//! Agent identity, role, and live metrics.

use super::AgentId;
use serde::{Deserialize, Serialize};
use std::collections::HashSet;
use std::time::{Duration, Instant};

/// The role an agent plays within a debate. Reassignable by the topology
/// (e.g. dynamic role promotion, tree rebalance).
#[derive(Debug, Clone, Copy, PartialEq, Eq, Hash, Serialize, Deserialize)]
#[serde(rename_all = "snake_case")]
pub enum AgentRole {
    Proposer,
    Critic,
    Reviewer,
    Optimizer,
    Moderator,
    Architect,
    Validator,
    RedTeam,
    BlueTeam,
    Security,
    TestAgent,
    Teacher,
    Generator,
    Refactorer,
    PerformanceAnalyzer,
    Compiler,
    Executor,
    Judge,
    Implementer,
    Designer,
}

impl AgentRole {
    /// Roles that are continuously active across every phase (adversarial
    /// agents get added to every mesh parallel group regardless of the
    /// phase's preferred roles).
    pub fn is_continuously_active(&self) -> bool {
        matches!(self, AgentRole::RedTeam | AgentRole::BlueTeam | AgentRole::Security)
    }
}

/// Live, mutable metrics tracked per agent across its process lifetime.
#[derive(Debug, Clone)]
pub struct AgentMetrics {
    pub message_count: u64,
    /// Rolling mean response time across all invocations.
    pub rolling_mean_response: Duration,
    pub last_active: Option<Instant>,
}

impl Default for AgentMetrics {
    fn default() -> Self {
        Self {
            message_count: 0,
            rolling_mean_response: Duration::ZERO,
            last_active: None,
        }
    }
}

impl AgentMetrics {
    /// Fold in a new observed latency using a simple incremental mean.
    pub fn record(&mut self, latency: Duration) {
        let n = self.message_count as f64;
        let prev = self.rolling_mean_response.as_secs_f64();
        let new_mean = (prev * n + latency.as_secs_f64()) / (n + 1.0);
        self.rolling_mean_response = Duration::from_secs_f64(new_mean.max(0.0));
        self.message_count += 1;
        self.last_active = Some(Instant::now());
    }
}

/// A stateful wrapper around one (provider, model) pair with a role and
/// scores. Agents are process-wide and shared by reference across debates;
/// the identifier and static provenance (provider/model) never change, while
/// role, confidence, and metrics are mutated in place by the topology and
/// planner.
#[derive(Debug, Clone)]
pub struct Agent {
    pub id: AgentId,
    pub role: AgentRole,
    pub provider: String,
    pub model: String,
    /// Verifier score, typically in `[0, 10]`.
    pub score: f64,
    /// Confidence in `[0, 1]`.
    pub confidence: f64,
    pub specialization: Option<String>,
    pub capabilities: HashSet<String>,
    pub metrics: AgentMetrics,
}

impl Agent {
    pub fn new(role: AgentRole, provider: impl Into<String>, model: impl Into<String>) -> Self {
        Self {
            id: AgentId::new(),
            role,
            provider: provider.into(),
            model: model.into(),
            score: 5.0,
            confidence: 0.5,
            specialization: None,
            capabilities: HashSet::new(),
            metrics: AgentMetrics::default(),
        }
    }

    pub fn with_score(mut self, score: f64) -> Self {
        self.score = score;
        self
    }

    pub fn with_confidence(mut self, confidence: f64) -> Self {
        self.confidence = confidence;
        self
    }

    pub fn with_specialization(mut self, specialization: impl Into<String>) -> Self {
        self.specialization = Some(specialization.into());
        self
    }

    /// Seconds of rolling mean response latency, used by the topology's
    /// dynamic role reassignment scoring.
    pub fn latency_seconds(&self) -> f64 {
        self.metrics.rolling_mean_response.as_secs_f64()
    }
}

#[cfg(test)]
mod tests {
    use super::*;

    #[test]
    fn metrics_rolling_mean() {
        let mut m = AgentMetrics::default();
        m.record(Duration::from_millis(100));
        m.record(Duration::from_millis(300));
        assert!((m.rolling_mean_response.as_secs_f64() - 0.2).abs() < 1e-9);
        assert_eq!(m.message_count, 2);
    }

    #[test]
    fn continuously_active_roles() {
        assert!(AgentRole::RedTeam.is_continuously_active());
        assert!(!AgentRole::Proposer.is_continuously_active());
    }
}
==
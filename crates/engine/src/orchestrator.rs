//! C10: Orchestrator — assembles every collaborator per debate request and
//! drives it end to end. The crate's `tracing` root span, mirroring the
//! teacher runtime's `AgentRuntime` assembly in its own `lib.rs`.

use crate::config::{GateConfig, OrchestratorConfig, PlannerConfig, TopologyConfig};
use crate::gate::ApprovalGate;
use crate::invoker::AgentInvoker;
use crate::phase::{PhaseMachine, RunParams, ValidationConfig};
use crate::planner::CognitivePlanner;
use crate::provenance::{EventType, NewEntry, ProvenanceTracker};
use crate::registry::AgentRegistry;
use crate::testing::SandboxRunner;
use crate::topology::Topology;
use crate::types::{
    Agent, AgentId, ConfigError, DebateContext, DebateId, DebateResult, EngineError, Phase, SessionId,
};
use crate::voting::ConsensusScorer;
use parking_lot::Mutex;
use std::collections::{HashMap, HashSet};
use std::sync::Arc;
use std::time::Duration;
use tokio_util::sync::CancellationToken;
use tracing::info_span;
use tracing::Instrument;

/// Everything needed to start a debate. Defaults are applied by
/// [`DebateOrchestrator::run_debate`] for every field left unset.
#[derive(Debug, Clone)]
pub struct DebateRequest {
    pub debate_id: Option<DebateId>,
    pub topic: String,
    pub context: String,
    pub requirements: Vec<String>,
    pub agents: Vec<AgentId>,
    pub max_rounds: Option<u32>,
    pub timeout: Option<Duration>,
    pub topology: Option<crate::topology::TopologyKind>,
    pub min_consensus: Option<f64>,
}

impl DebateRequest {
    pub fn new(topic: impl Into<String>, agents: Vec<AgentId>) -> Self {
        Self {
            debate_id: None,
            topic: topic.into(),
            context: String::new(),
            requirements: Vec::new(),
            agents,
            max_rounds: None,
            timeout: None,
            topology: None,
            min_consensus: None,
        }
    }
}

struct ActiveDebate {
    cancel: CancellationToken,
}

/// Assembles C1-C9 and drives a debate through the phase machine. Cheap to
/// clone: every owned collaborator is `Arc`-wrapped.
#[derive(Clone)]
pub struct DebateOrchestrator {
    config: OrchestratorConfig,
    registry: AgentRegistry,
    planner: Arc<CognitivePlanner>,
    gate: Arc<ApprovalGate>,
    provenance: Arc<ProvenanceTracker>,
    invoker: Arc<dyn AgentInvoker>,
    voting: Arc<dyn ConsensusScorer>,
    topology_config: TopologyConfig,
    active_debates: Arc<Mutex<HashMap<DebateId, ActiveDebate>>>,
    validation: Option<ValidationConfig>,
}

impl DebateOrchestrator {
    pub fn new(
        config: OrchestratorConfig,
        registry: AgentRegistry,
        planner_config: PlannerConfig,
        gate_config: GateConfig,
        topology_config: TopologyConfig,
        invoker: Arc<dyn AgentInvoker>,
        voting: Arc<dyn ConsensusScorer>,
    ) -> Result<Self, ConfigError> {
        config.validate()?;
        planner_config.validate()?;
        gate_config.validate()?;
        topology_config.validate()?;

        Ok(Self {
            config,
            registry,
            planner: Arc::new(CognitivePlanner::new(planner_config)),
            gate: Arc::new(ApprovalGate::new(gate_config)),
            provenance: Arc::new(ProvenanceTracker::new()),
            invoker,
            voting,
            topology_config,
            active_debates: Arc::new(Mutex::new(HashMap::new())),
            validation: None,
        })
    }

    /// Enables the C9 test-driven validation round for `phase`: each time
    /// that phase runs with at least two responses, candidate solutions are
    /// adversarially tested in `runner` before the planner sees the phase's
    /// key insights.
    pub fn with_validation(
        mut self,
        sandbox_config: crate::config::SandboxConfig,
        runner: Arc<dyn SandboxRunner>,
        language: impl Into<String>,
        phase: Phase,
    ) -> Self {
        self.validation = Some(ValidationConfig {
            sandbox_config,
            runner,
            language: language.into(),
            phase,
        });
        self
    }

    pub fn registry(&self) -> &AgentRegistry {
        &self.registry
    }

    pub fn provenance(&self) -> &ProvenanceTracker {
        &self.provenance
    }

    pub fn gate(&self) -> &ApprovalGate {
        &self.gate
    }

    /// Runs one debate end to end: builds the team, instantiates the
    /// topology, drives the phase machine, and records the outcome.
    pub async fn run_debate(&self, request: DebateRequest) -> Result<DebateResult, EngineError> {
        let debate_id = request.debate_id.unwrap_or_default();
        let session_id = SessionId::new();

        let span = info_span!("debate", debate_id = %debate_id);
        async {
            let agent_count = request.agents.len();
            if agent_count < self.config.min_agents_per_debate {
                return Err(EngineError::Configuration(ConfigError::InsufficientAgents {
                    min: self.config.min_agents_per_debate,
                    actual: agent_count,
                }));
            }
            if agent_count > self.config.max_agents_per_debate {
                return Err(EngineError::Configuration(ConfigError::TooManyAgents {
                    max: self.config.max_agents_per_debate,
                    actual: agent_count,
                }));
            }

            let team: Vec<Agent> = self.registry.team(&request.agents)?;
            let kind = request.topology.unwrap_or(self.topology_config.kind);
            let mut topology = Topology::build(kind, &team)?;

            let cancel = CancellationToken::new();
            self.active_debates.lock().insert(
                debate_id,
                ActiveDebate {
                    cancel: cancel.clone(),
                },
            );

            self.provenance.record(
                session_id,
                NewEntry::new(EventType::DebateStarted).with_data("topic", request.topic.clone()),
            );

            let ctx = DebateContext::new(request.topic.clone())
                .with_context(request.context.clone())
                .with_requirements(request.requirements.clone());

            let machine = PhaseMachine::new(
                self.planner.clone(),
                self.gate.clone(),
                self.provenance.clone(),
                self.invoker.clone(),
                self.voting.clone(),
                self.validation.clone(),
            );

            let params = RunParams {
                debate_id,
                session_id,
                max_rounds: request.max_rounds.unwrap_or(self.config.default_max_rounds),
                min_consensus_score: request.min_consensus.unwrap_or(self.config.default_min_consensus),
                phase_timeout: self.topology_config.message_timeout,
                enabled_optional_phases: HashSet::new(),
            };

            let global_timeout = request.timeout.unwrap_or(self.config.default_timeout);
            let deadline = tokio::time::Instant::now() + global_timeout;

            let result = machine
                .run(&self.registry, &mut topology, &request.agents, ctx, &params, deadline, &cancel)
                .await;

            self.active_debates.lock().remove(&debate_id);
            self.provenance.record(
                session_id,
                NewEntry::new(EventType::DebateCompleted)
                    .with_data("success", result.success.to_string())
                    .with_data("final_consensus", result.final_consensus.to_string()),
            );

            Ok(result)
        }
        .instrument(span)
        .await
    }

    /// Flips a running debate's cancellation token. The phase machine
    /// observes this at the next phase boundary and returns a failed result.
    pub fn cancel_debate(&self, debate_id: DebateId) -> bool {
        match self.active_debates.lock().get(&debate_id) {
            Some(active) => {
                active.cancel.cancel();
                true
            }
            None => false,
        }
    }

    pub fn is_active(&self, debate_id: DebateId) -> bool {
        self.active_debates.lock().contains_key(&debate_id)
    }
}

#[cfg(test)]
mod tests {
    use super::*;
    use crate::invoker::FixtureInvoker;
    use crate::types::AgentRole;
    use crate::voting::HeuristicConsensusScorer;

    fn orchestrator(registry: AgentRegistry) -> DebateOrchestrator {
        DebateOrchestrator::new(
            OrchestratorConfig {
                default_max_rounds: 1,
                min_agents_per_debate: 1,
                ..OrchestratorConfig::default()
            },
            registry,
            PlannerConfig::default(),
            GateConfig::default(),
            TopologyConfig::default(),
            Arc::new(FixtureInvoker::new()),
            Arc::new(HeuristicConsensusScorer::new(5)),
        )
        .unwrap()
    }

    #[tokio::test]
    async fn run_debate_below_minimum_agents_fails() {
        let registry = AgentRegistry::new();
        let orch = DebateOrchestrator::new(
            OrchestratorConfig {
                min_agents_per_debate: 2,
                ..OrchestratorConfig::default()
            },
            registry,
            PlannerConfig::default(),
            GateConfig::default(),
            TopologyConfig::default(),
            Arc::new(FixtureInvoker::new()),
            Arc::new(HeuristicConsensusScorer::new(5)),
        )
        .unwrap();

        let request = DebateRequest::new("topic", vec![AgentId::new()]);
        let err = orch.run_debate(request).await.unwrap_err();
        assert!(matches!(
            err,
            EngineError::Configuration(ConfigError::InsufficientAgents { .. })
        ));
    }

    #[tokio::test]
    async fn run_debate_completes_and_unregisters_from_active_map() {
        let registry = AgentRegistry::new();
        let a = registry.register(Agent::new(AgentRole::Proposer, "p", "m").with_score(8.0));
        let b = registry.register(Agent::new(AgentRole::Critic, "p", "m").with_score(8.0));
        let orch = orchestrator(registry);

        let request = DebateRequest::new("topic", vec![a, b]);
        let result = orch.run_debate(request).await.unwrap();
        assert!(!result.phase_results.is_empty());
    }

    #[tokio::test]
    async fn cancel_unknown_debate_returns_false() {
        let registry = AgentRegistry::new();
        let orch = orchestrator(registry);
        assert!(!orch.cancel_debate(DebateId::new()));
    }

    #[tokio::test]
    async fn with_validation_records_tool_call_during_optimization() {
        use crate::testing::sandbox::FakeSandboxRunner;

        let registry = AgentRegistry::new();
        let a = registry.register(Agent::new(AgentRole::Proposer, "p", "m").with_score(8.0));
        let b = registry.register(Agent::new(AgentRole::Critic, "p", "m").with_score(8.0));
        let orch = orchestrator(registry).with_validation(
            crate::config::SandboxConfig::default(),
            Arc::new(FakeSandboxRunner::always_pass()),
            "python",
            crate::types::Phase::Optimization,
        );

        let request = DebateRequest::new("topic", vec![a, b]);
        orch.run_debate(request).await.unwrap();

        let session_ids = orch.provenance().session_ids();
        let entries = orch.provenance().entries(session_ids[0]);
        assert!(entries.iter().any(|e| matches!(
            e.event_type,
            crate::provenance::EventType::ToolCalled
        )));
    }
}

* [Work to be completed]: Every line above with the string "FakeSandboxRunner" in it needs to be copied.

* [Answer to this exercise]:
        use crate::testing::sandbox::FakeSandboxRunner;
            Arc::new(FakeSandboxRunner::always_pass()),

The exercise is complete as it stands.